Billy Beane et ses A's d'Oakland ont révolutionné le baseball en sortant des sentiers battus pour sélectionner leurs joueurs en fonction de critères neufs.

Il se passe un phénomène à Blainville-Boisbriand, dans la Ligue de hockey junior majeur du Québec. Joël Bouchard y joue le rôle de Beane sauf que l'Armada utilise non pas les statistiques avancées, mais des qualités du coeur chez des joueurs que d'autres équipes n'ont peut-être pas discernées.

On leur prédit une saison de misère tous les ans. Mais la reconstruction n'a jamais lieu. L'Armada trône dans le haut du classement chaque hiver.

L'arrivée du défenseur Daniel Walcott chez l'Armada il y a deux ans serait digne d'une scène du film Moneyball en version hockey junior.

Le jeune homme a reçu une invitation au camp en août 2013 dans la foulée d'un appel presque désespéré d'un ami de l'entraîneur de l'équipe, Jean-François Houle. Walcott, originaire de Montréal, avait 19 ans, évoluait dans un programme scolaire indépendant de la région de Chicago et n'avait reçu aucune bourse d'études collégiales ni d'équipes juniors. Perdu dans les abysses du hockey semi-collégial.

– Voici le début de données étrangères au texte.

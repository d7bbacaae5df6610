use chrono::{DateTime, Utc};
use std::collections::VecDeque;
use std::time::Duration;
use tokio::sync::mpsc;

use super::warmup::WarmupState;
use crate::models::Candle;

/// How long one poll blocks on the live channel before reporting no data
pub const POLL_TIMEOUT: Duration = Duration::from_secs(1);

/// Outcome of one feed poll
#[derive(Debug, Clone, PartialEq)]
pub enum FeedPoll {
    Data(Candle),
    /// No tick arrived within the poll timeout; re-poll later. Normal, not an
    /// error and not end-of-stream.
    Empty,
    /// The live channel is closed; the feed is finished.
    Disconnected,
}

enum Phase {
    /// Serving buffered warm-up candles, one per poll
    Draining,
    /// Buffer just emptied; the gate flips Ready on the next poll
    Transitioning,
    /// Serving ticks from the live channel
    Live,
}

/// Merges the warm-up backlog with the live tick channel into one
/// chronologically-ordered stream.
///
/// Consumers see the full warm-up history strictly before any live tick, and
/// the readiness gate flips only on the poll after the last historical candle
/// was emitted, so history is always observed before trading is enabled.
pub struct LiveFeed {
    buffer: VecDeque<Candle>,
    live_rx: mpsc::Receiver<Candle>,
    warmup_state: WarmupState,
    phase: Phase,
    last_emitted: Option<DateTime<Utc>>,
    poll_timeout: Duration,
}

impl LiveFeed {
    pub fn new(
        buffer: VecDeque<Candle>,
        live_rx: mpsc::Receiver<Candle>,
        warmup_state: WarmupState,
    ) -> Self {
        let phase = if buffer.is_empty() {
            // warm-up skipped entirely: enable trading and go straight live
            warmup_state.mark_ready();
            Phase::Live
        } else {
            Phase::Draining
        };

        Self {
            buffer,
            live_rx,
            warmup_state,
            phase,
            last_emitted: None,
            poll_timeout: POLL_TIMEOUT,
        }
    }

    #[cfg(test)]
    fn with_poll_timeout(mut self, timeout: Duration) -> Self {
        self.poll_timeout = timeout;
        self
    }

    pub fn warmup_state(&self) -> &WarmupState {
        &self.warmup_state
    }

    /// Next candle, one per call
    pub async fn poll(&mut self) -> FeedPoll {
        match self.phase {
            Phase::Draining | Phase::Transitioning => {
                if let Some(candle) = self.buffer.pop_front() {
                    if self.buffer.is_empty() {
                        self.phase = Phase::Transitioning;
                    }
                    self.last_emitted = Some(candle.time);
                    return FeedPoll::Data(candle);
                }

                // Buffer drained on the previous poll: the consumer has seen
                // all history, trading may begin.
                self.warmup_state.mark_ready();
                self.phase = Phase::Live;
                self.poll_live().await
            }
            Phase::Live => self.poll_live().await,
        }
    }

    async fn poll_live(&mut self) -> FeedPoll {
        match tokio::time::timeout(self.poll_timeout, self.live_rx.recv()).await {
            Err(_) => FeedPoll::Empty,
            Ok(None) => FeedPoll::Disconnected,
            Ok(Some(candle)) => {
                // A tick at or before the last emitted candle is a producer
                // protocol violation; dropping it keeps the consumer's view of
                // time monotonic.
                if let Some(last) = self.last_emitted {
                    if candle.time <= last {
                        tracing::warn!(
                            time = %candle.time,
                            last = %last,
                            "Dropping out-of-order live candle"
                        );
                        return FeedPoll::Empty;
                    }
                }
                self.last_emitted = Some(candle.time);
                FeedPoll::Data(candle)
            }
        }
    }
}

«Après la première journée du camp, il patinait à cent milles à l'heure, il courait un peu partout, mais il avait toujours la rondelle, raconte Joël Bouchard, président et entraîneur en chef de l'Armada. Je savais qu'il voulait nous en mettre plein la vue. En fin de journée, je lui ai dit: "Mission accomplie. Maintenant, prouve-nous que tu peux jouer en défense." J'ai vu une autre dimension dans son jeu, que j'aimais encore plus. Après la deuxième journée, mon idée était faite. Je me suis assis avec lui et je lui ai dit que je ne pouvais pas lui promettre qu'il allait atteindre la LNH, mais qu'il allait devenir l'un des meilleurs défenseurs de la Ligue. »

Un an plus tard, Daniel Walcott était repêché en cinquième ronde par les Rangers de New York et il a été nommé, au début de la saison, le capitaine de l'Armada...

«Pour nous, l'être humain derrière le joueur est important, dit Bouchard. Son caractère, sa persévérance, son intensité, son esprit de compétition. S'il entre dans notre organisation, il travaillera environ mille jours avec nous. En mille jours, si le gars a une bonne attitude, et qu'il a évidemment des atouts à la base, on peut faire quelque chose de lui. En contrepartie, on lui demande deux choses: d'être un bon coéquipier, c'est-à-dire généreux, discipliné, respectueux des consignes d'équipe, et de travailler. S'il fait ça, on accepte toutes les erreurs du monde de sa part.»

«Rendez-lui la vie dure au possible»

Joël Bouchard n'était pas le défenseur le plus talentueux. Il a néanmoins été repêché en sixième ronde par les Flames de Calgary en 1992 et a joué 364 matchs au sein de huit équipes de la Ligue nationale.

«Je n'ai pas gagné le Conn Smythe et ma carrière n'est pas parfaite, mais j'ai ma carte de hockey. Je tire une grande fierté d'avoir joué dans la LNH.»

Il sait désormais trop bien que le parcours est parsemé d'embûches. «Quand les parents viennent me voir en me disant que leur enfant a du potentiel, je les arrête. La LNH, c'est loin. Si c'est réellement leur objectif, je leur dis de placer leur enfant dans les situations les plus difficiles: changez-le de position à chaque match, mettez-le dans les gradins, rendez-lui la vie dure au possible. Ceux qui percent ne sont jamais les plus talentueux. Le hockey mineur est plein de jeunes de talent. Seuls les plus acharnés percent.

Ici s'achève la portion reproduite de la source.